In the listing that follows, locate the line containing "fn link(&self, node: Address, side: usize)" and the line containing "fn root(&self) ->". Retype exactly those two lines and every line between them, and nothing more.

+++

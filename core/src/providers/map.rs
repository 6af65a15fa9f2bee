//! Ordered maps and sets backed by a red-black tree
//!
//! Nodes carry `m_pParent` and `m_pLink[2]` (left, right). Absent links point at
//! the container's embedded `m_NilNode`.

use crate::decode::{TreeLinks, TreeWalker};
use crate::display::DisplayNode;
use crate::error::{InspectError, Result};
use crate::introspect::{Address, MemoryIntrospection, TypeId, ValueHandle};

use super::{ProviderContext, SyntheticProvider, updated, updated_mut};

/// Tree links read from inspected memory; nodes are addresses
pub struct NodeLinks<'a> {
    mem: &'a dyn MemoryIntrospection,
    root: Address,
    nil: Address,
    node_type: TypeId,
}

impl<'a> NodeLinks<'a> {
    pub fn new(
        mem: &'a dyn MemoryIntrospection,
        root: Address,
        nil: Address,
        node_type: TypeId,
    ) -> Self {
        Self {
            mem,
            root,
            nil,
            node_type,
        }
    }

    fn node(&self, address: Address) -> ValueHandle {
        ValueHandle::at(address, self.node_type)
    }

    fn link(&self, node: Address, side: usize) -> Result<Address> {
        let links = self.mem.field(&self.node(node), "m_pLink")?;
        self.mem.pointer_value(&self.mem.index(&links, side)?)
    }
}

impl TreeLinks for NodeLinks<'_> {
    type Node = Address;

    fn root(&self) -> Result<Address> {
        Ok(self.root)
    }

    fn left(&self, node: Address) -> Result<Address> {
        self.link(node, 0)
    }

    fn right(&self, node: Address) -> Result<Address> {
        self.link(node, 1)
    }

    fn parent(&self, node: Address) -> Result<Address> {
        self.mem
            .pointer_value(&self.mem.field(&self.node(node), "m_pParent")?)
    }

    fn is_sentinel(&self, node: Address) -> bool {
        node == self.nil || node == 0
    }
}

#[derive(Debug, Clone)]
struct MapState {
    count_field: ValueHandle,
    count: u64,
    root: Address,
    nil: Address,
    node_type: TypeId,
    cursor: Option<(usize, Address)>,
}

/// `ezMap` / `ezSet`: `m_uiCount`, then the nodes in key order
#[derive(Debug, Default)]
pub struct OrderedMapProvider {
    state: Option<MapState>,
}

impl SyntheticProvider for OrderedMapProvider {
    fn update(&mut self, cx: &ProviderContext<'_>, value: ValueHandle) -> Result<()> {
        self.state = None;
        let mem = cx.mem;

        let count_field = mem.field(&value, "m_uiCount")?;
        let root = mem.field(&value, "m_pRoot")?;
        let nil = mem.load_address(&mem.field(&value, "m_NilNode")?)?;

        self.state = Some(MapState {
            count_field,
            count: mem.as_unsigned(&count_field, 0),
            root: mem.pointer_value(&root)?,
            nil,
            node_type: mem.pointee_type(root.ty)?,
            cursor: None,
        });
        Ok(())
    }

    fn child_count(&self, cx: &ProviderContext<'_>) -> Result<usize> {
        let state = updated(&self.state)?;
        if state.count > cx.limits.max_map_count {
            tracing::warn!("map count {:#x} is implausible; showing no entries", state.count);
            return Ok(1);
        }
        Ok(1 + cx.limits.display_len(state.count))
    }

    fn child(&mut self, cx: &ProviderContext<'_>, index: usize) -> Result<DisplayNode> {
        let len = self.child_count(cx)?;
        let state = updated_mut(&mut self.state)?;
        if index == 0 {
            return Ok(DisplayNode::typed("m_uiCount", 0, state.count_field));
        }
        if index >= len {
            return Err(InspectError::IndexOutOfRange { index, len });
        }

        let logical = index - 1;
        let links = NodeLinks::new(cx.mem, state.root, state.nil, state.node_type);
        let mut walker = TreeWalker::with_cursor(links, cx.limits.max_tree_steps, state.cursor);
        let node = walker.nth(logical)?;
        state.cursor = walker.cursor();

        match node {
            Some(address) => Ok(DisplayNode::element(
                index,
                logical,
                ValueHandle::at(address, state.node_type),
            )),
            None => Err(InspectError::IndexOutOfRange { index, len }),
        }
    }
}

+++

**RESULT FOR THIS EXERCISE:**
    fn link(&self, node: Address, side: usize) -> Result<Address> {
        let links = self.mem.field(&self.node(node), "m_pLink")?;
        self.mem.pointer_value(&self.mem.index(&links, side)?)
    }
}

impl TreeLinks for NodeLinks<'_> {
    type Node = Address;

    fn root(&self) -> Result<Address> {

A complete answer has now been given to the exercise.